§ What this task involves: Which lines below fall between the one containing "metadata proposals |" and the one containing "attempt += 1;"? Repeat them exactly, counting both of those lines, and add nothing else.

§ Data listing:
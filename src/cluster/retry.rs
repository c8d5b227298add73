//! Retry policies shared by the coordination paths.
//!
//! Every policy is an exponential backoff with jitter built on `backon`.
//!
//! | Policy | Min Delay | Max Delay | Retries | Use Case |
//! |--------|-----------|-----------|---------|----------|
//! | `proposal_policy` | 50ms | 2s | caller | forwarded metadata proposals |
//! | `leader_election_policy` | 100ms | 3s | 30 | waiting out a raft election |
//!
//! # Example
//!
//! ```rust,no_run
//! use jockey::cluster::retry;
//! use backon::Retryable;
//!
//! async fn example() -> Result<(), Box<dyn std::error::Error>> {
//!     let result = (|| async { Ok::<_, std::io::Error>(()) })
//!         .retry(retry::proposal_policy(5))
//!         .when(|e| e.kind() == std::io::ErrorKind::TimedOut)
//!         .await?;
//!     Ok(result)
//! }
//! ```

use std::time::Duration;

use backon::{ExponentialBuilder, Retryable};

/// Policy for metadata proposals forwarded to the raft leader.
///
/// `retries` comes from `RaftConfig::forward_retries`.
pub fn proposal_policy(retries: u32) -> ExponentialBuilder {
    ExponentialBuilder::default()
        .with_min_delay(Duration::from_millis(50))
        .with_max_delay(Duration::from_secs(2))
        .with_max_times(retries as usize)
        .with_jitter()
}

/// Policy for operations that must outlast a leader election, such as a
/// broker registering itself at startup.
pub fn leader_election_policy() -> ExponentialBuilder {
    ExponentialBuilder::default()
        .with_min_delay(Duration::from_millis(100))
        .with_max_delay(Duration::from_secs(3))
        .with_max_times(30)
        .with_jitter()
}

/// Run `operation` under `policy`, retrying while `condition` holds and
/// recording attempts under `policy_name`.
pub async fn with_policy<F, Fut, T, E, C>(
    policy_name: &'static str,
    policy: ExponentialBuilder,
    operation: F,
    mut condition: C,
) -> Result<T, E>
where
    F: FnMut() -> Fut,
    Fut: std::future::Future<Output = Result<T, E>>,
    E: std::fmt::Display,
    C: FnMut(&E) -> bool,
{
    let mut attempt = 0u32;
    let result = operation
        .retry(policy)
        .when(|e| condition(e))
        .notify(|e, delay| {
            attempt += 1;
            record_retry_attempt(policy_name, attempt);
            tracing::debug!(
                policy = policy_name,
                attempt,
                delay_ms = delay.as_millis() as u64,
                error = %e,
                "Retrying"
            );
        })
        .await;
    match &result {
        Ok(_) if attempt > 0 => record_retry_outcome(policy_name, "success"),
        Err(_) if attempt > 0 => {
            record_retry_outcome(policy_name, "exhausted");
            tracing::warn!(policy = policy_name, attempts = attempt + 1, "Retry policy exhausted");
        }
        _ => {}
    }
    result
}

fn record_retry_attempt(policy_name: &str, attempt: u32) {
    super::metrics::RETRY_ATTEMPTS
        .with_label_values(&[policy_name, "attempt"])
        .inc();
    tracing::trace!(policy = policy_name, attempt, "Retry attempt");
}

fn record_retry_outcome(policy_name: &str, outcome: &str) {
    super::metrics::RETRY_ATTEMPTS
        .with_label_values(&[policy_name, outcome])
        .inc();
}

§ Written response:
//! | `proposal_policy` | 50ms | 2s | caller | forwarded metadata proposals |
//! | `leader_election_policy` | 100ms | 3s | 30 | waiting out a raft election |
//!
//! # Example
//!
//! ```rust,no_run
//! use jockey::cluster::retry;
//! use backon::Retryable;
//!
//! async fn example() -> Result<(), Box<dyn std::error::Error>> {
//!     let result = (|| async { Ok::<_, std::io::Error>(()) })
//!         .retry(retry::proposal_policy(5))
//!         .when(|e| e.kind() == std::io::ErrorKind::TimedOut)
//!         .await?;
//!     Ok(result)
//! }
//! ```

use std::time::Duration;

use backon::{ExponentialBuilder, Retryable};

/// Policy for metadata proposals forwarded to the raft leader.
///
/// `retries` comes from `RaftConfig::forward_retries`.
pub fn proposal_policy(retries: u32) -> ExponentialBuilder {
    ExponentialBuilder::default()
        .with_min_delay(Duration::from_millis(50))
        .with_max_delay(Duration::from_secs(2))
        .with_max_times(retries as usize)
        .with_jitter()
}

/// Policy for operations that must outlast a leader election, such as a
/// broker registering itself at startup.
pub fn leader_election_policy() -> ExponentialBuilder {
    ExponentialBuilder::default()
        .with_min_delay(Duration::from_millis(100))
        .with_max_delay(Duration::from_secs(3))
        .with_max_times(30)
        .with_jitter()
}

/// Run `operation` under `policy`, retrying while `condition` holds and
/// recording attempts under `policy_name`.
pub async fn with_policy<F, Fut, T, E, C>(
    policy_name: &'static str,
    policy: ExponentialBuilder,
    operation: F,
    mut condition: C,
) -> Result<T, E>
where
    F: FnMut() -> Fut,
    Fut: std::future::Future<Output = Result<T, E>>,
    E: std::fmt::Display,
    C: FnMut(&E) -> bool,
{
    let mut attempt = 0u32;
    let result = operation
        .retry(policy)
        .when(|e| condition(e))
        .notify(|e, delay| {
            attempt += 1;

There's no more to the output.